Deployment Integration Paths
Essence outputs and trust-certified artifacts integrate into existing enterprise deployment environments — without requiring platform replacement or workflow disruption.
Four integration surfaces
CI/CD Integration · Existing Pipeline Deployment
Exported artifacts flow through traditional build and release pipelines like any other software deliverable.
- Tools: Jenkins, GitHub Actions, GitLab CI
- Stages: build → scan → sign → deploy
- Artifacts: binaries, containers, SBOM bundles
Artifact Repositories · Trusted Package Distribution
Certification bundles and exported outputs can be stored, versioned, and distributed using enterprise artifact systems already in use.
- Registries: Nexus, Artifactory
- Containers: ECR, ACR, GCR
- Versioning: signed and attested releases
Runtime Environments · Host & Cloud Execution
Deploy to standard runtime targets — on-prem, cloud, edge, or hybrid — with policy enforcement where required.
- Cloud: AWS, OCI, Azure, GCP
- On-prem: data centers and private cloud
- Edge: devices, embedded, industrial
Governed Runtime · Policy-Enforced Execution
Where enabled, runtime policy and purpose enforcement extend trust verification beyond build-time validation — so trust is continuous rather than a one-shot check.

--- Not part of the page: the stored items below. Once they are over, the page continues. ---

// SPDX-License-Identifier: MIT
// © 2025–2026 Christopher Liu

//! Wheel-encoder tick accumulator.
//!
//! Each wheel encoder raises one edge interrupt per tick. The interrupt handlers call
//! [`EncoderAccumulator::on_left_edge`] / [`EncoderAccumulator::on_right_edge`]; the navigation
//! loop reads both counters together through [`EncoderAccumulator::snapshot`].
//!
//! Both counters live in a single critical-section cell, so a snapshot can never observe the left
//! count from before an edge and the right count from after it.
//!
//! ```ignore
//! static ENCODERS: EncoderAccumulator = EncoderAccumulator::new();
//!
//! #[interrupt]
//! fn EXTI0() {
//!     ENCODERS.on_left_edge();
//! }
//! ```

use core::cell::Cell;

use critical_section::Mutex;

/// Tick counts of both wheels at one instant.
#[derive(Copy, Clone, Debug, Default, PartialEq, Eq)]
pub struct EncoderCounts {
    pub left: u32,
    pub right: u32,
}

impl EncoderCounts {
    pub const ZERO: Self = Self { left: 0, right: 0 };

    pub const fn new(left: u32, right: u32) -> Self {
        Self { left, right }
    }

    /// Combined travel of both wheels.
    #[inline]
    pub fn sum(&self) -> u32 {
        self.left.wrapping_add(self.right)
    }

    /// Signed divergence, positive when the left wheel is ahead.
    #[inline]
    pub fn diff(&self) -> i32 {
        self.left.wrapping_sub(self.right) as i32
    }

    /// Per-wheel ticks elapsed since `earlier`.
    #[inline]
    pub fn since(&self, earlier: EncoderCounts) -> EncoderCounts {
        EncoderCounts {
            left: self.left.wrapping_sub(earlier.left),
            right: self.right.wrapping_sub(earlier.right),
        }
    }
}

/// Anything the navigator can read wheel ticks from.
pub trait EncoderSource {
    /// Read both counters as one consistent pair.
    fn snapshot(&self) -> EncoderCounts;
}

/// Interrupt-fed tick counters for the left and right wheels.
pub struct EncoderAccumulator {
    counts: Mutex<Cell<EncoderCounts>>,
}

impl EncoderAccumulator {
    pub const fn new() -> Self {
        Self {
            counts: Mutex::new(Cell::new(EncoderCounts::ZERO)),
        }
    }

    /// Count one tick of the left wheel. Call from the left edge interrupt only.
    #[inline]
    pub fn on_left_edge(&self) {
        critical_section::with(|cs| {
            let cell = self.counts.borrow(cs);
            let mut c = cell.get();
            c.left = c.left.wrapping_add(1);
            cell.set(c);
        });
    }

    /// Count one tick of the right wheel. Call from the right edge interrupt only.
    #[inline]
    pub fn on_right_edge(&self) {
        critical_section::with(|cs| {
            let cell = self.counts.borrow(cs);
            let mut c = cell.get();
            c.right = c.right.wrapping_add(1);
            cell.set(c);
        });
    }

    /// Torn-free read of both counters.
    #[inline]
    pub fn snapshot(&self) -> EncoderCounts {
        critical_section::with(|cs| self.counts.borrow(cs).get())
    }
}

impl Default for EncoderAccumulator {
    fn default() -> Self {
        Self::new()
    }
}

impl EncoderSource for EncoderAccumulator {
    #[inline]
    fn snapshot(&self) -> EncoderCounts {
        EncoderAccumulator::snapshot(self)
    }
}

impl<T: EncoderSource + ?Sized> EncoderSource for &T {
    #[inline]
    fn snapshot(&self) -> EncoderCounts {
        (**self).snapshot()
    }
}

#[cfg(test)]
mod tests {
    use super::*;
    use std::thread;

    #[test]
    fn edges_count_per_wheel() {
        let enc = EncoderAccumulator::new();
        enc.on_left_edge();
        enc.on_left_edge();
        enc.on_right_edge();
        assert_eq!(enc.snapshot(), EncoderCounts::new(2, 1));
        assert_eq!(enc.snapshot().sum(), 3);
        assert_eq!(enc.snapshot().diff(), 1);
    }

    #[test]
    fn diff_is_signed() {
        let c = EncoderCounts::new(10, 14);
        assert_eq!(c.diff(), -4);
        assert_eq!(c.since(EncoderCounts::new(4, 4)), EncoderCounts::new(6, 10));
    }

    #[test]
    fn interleaved_snapshots_account_for_every_edge() {
        let enc = EncoderAccumulator::new();
        let mut last = enc.snapshot();
        let mut seen_left = 0u32;
        let mut seen_right = 0u32;

        for i in 0..1000u32 {
            if i % 3 != 0 {
                enc.on_left_edge();
            }
            if i % 2 == 0 {
                enc.on_right_edge();
            }
            if i % 7 == 0 {
                let now = enc.snapshot();
                let d = now.since(last);
                seen_left += d.left;
                seen_right += d.right;
                last = now;
            }
        }
        let d = enc.snapshot().since(last);
        seen_left += d.left;
        seen_right += d.right;

        assert_eq!(seen_left, 666);
        assert_eq!(seen_right, 500);
    }

    #[test]
    fn concurrent_edges_are_never_lost() {
        static ENC: EncoderAccumulator = EncoderAccumulator::new();
        const EDGES: u32 = 20_000;

        thread::scope(|s| {
            s.spawn(|| {
                for _ in 0..EDGES {
                    ENC.on_left_edge();
                }
            });
            s.spawn(|| {
                for _ in 0..EDGES {
                    ENC.on_right_edge();
                }
            });
            s.spawn(|| {
                let mut prev = ENC.snapshot();
                loop {
                    let now = ENC.snapshot();
                    assert!(now.left >= prev.left && now.right >= prev.right);
                    prev = now;
                    if now.left == EDGES && now.right == EDGES {
                        break;
                    }
                }
            });
        });

        assert_eq!(ENC.snapshot(), EncoderCounts::new(EDGES, EDGES));
    }
}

- Purpose validation: declared-intent checks
- Policy gates: allow / deny behaviors
- Telemetry: audit and execution tracing
Build → Certify → Store → Deploy → Enforce → Audit
Each stage uses the enterprise tools already in place. Essence adds certification artifacts and optional runtime enforcement without asking teams to replace what they have.

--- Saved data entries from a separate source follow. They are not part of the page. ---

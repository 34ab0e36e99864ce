// SPDX-License-Identifier: MIT
// © 2025–2026 Christopher Liu

//! Encoder re-baselining after an in-place turn.
//!
//! A turn advances both wheel counters without moving the rover forward. Before the following
//! drive, the navigator restores a baseline so those ticks do not count as travel or as drift.
//! The counters themselves belong to the edge interrupts; the baseline is a software offset
//! subtracted from every raw snapshot.

use crate::sensors::EncoderCounts;

/// How the baseline is restored once a turn completes.
#[derive(Copy, Clone, Debug, Default, PartialEq, Eq)]
pub enum RebaselinePolicy {
    /// Both wheels read half of the combined count from before the turn.
    #[default]
    PreTurn,
    /// Both wheels read half of the combined count after the turn.
    HalfSum,
    /// Leave the baseline untouched; turn ticks count as travel.
    Keep,
}

impl RebaselinePolicy {
    /// Compute the new offset.
    ///
    /// `raw` is the hardware snapshot now, `offset` the current baseline and `turn_start_sum` the
    /// effective combined count when the turn began.
    pub fn apply(
        self,
        raw: EncoderCounts,
        offset: EncoderCounts,
        turn_start_sum: u32,
    ) -> EncoderCounts {
        let each = match self {
            RebaselinePolicy::Keep => return offset,
            RebaselinePolicy::PreTurn => turn_start_sum / 2,
            RebaselinePolicy::HalfSum => raw.since(offset).sum() / 2,
        };
        EncoderCounts::new(raw.left.wrapping_sub(each), raw.right.wrapping_sub(each))
    }
}
// SPDX-License-Identifier: MIT
// © 2025–2026 Christopher Liu

//! Command vocabulary shared by the master and the motor-driver board.
//!
//! Every command is a single two-byte frame `[code, value]`, where `value` is an 8-bit throttle.

use thiserror::Error;

/// Length of a command frame on the wire.
pub const FRAME_LEN: usize = 2;

// Command codes
pub const MSG_FORWARD_LEFT: u8 = 1;
pub const MSG_FORWARD_RIGHT: u8 = 2;
pub const MSG_BRAKE: u8 = 3;
pub const MSG_REVERSE_LEFT: u8 = 4;
pub const MSG_REVERSE_RIGHT: u8 = 5;
pub const MSG_FORWARD: u8 = 6;
pub const MSG_TURN_RIGHT: u8 = 7;
pub const MSG_TURN_LEFT: u8 = 8;
pub const MSG_REVERSE: u8 = 9;

/// Motor commands understood by the motor-driver board.
#[derive(Debug, Clone, Copy, PartialEq, Eq)]
pub enum Command {
    ForwardLeft,
    ForwardRight,
    Brake,
    ReverseLeft,
    ReverseRight,
    Forward,
    TurnRight,
    TurnLeft,
    Reverse,
}

impl Command {
    /// Wire code of this command.
    pub const fn code(self) -> u8 {
        match self {
            Command::ForwardLeft => MSG_FORWARD_LEFT,
            Command::ForwardRight => MSG_FORWARD_RIGHT,
            Command::Brake => MSG_BRAKE,
            Command::ReverseLeft => MSG_REVERSE_LEFT,
            Command::ReverseRight => MSG_REVERSE_RIGHT,
            Command::Forward => MSG_FORWARD,
            Command::TurnRight => MSG_TURN_RIGHT,
            Command::TurnLeft => MSG_TURN_LEFT,
            Command::Reverse => MSG_REVERSE,
        }
    }

    /// Look up a command by its wire code.
    pub const fn from_code(code: u8) -> Option<Self> {
        match code {
            MSG_FORWARD_LEFT => Some(Command::ForwardLeft),
            MSG_FORWARD_RIGHT => Some(Command::ForwardRight),
            MSG_BRAKE => Some(Command::Brake),
            MSG_REVERSE_LEFT => Some(Command::ReverseLeft),
            MSG_REVERSE_RIGHT => Some(Command::ReverseRight),
            MSG_FORWARD => Some(Command::Forward),
            MSG_TURN_RIGHT => Some(Command::TurnRight),
            MSG_TURN_LEFT => Some(Command::TurnLeft),
            MSG_REVERSE => Some(Command::Reverse),
            _ => None,
        }
    }
}

/// A command together with its throttle value.
#[derive(Debug, Clone, Copy, PartialEq, Eq)]
pub struct Frame {
    pub command: Command,
    pub value: u8,
}

/// Reasons a received payload is not a valid frame.
#[derive(Debug, Clone, Copy, PartialEq, Eq, Error)]
pub enum FrameError {
    #[error("expected a 2-byte frame, got {0} bytes")]
    BadLength(usize),
    #[error("unknown command code {0:#04x}")]
    UnknownCode(u8),
}

impl Frame {
    pub const fn new(command: Command, value: u8) -> Self {
        Self { command, value }
    }

    /// Encode into wire bytes.
    #[inline]
    pub const fn to_bytes(self) -> [u8; FRAME_LEN] {
        [self.command.code(), self.value]
    }

    /// Decode one complete payload. The payload must be exactly one frame long.
    pub fn from_bytes(bytes: &[u8]) -> Result<Self, FrameError> {
        match *bytes {
            [code, value] => Command::from_code(code)
                .map(|command| Self { command, value })
                .ok_or(FrameError::UnknownCode(code)),
            _ => Err(FrameError::BadLength(bytes.len())),
        }
    }
}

What this does not require
No Platform Replacement
The cloud providers, orchestration systems, and deployment tooling already in use continue to operate unchanged. Essence outputs are artifacts those systems can consume.
No Mandatory Runtime Migration
Governed runtime is optional and earns its place per workload. Teams that don't have a reason to move to runtime mode get full value from Export Mode alone — including certification bundles, scan-ready artifacts, and provenance attestations.
No New Registry or Repository
Existing Nexus, Artifactory, ECR, GCR, ACR, and container registries work as-is. Signed Wantware artifacts look like any other signed artifact to your distribution infrastructure.
When governed runtime earns its place
Moving from plain deployment into governed runtime is worth the added complexity when one or more of these matter for a workload:
- Continuous verification — trust needs to be checked during execution, not just at build
- Declared-purpose enforcement — policy compliance depends on what a workload is allowed to do, not just who can invoke it
- Runtime adaptation — performance or resource optimization is valuable at runtime and you want it bounded by policy
- Lineage audit — questions about "what ran, where, when, under whose authority" need forensic-quality answers
For workloads where none of those apply, Export Mode is the right answer. Don't adopt governed runtime because it exists — adopt it because a specific workload benefits measurably from it.
Organizations can adopt certification and trust enforcement without replacing their deployment stack. Integration paths are additive. Every enterprise surface that matters — CI/CD, artifact repositories, runtime environments, governance — continues to operate on the tools already in place.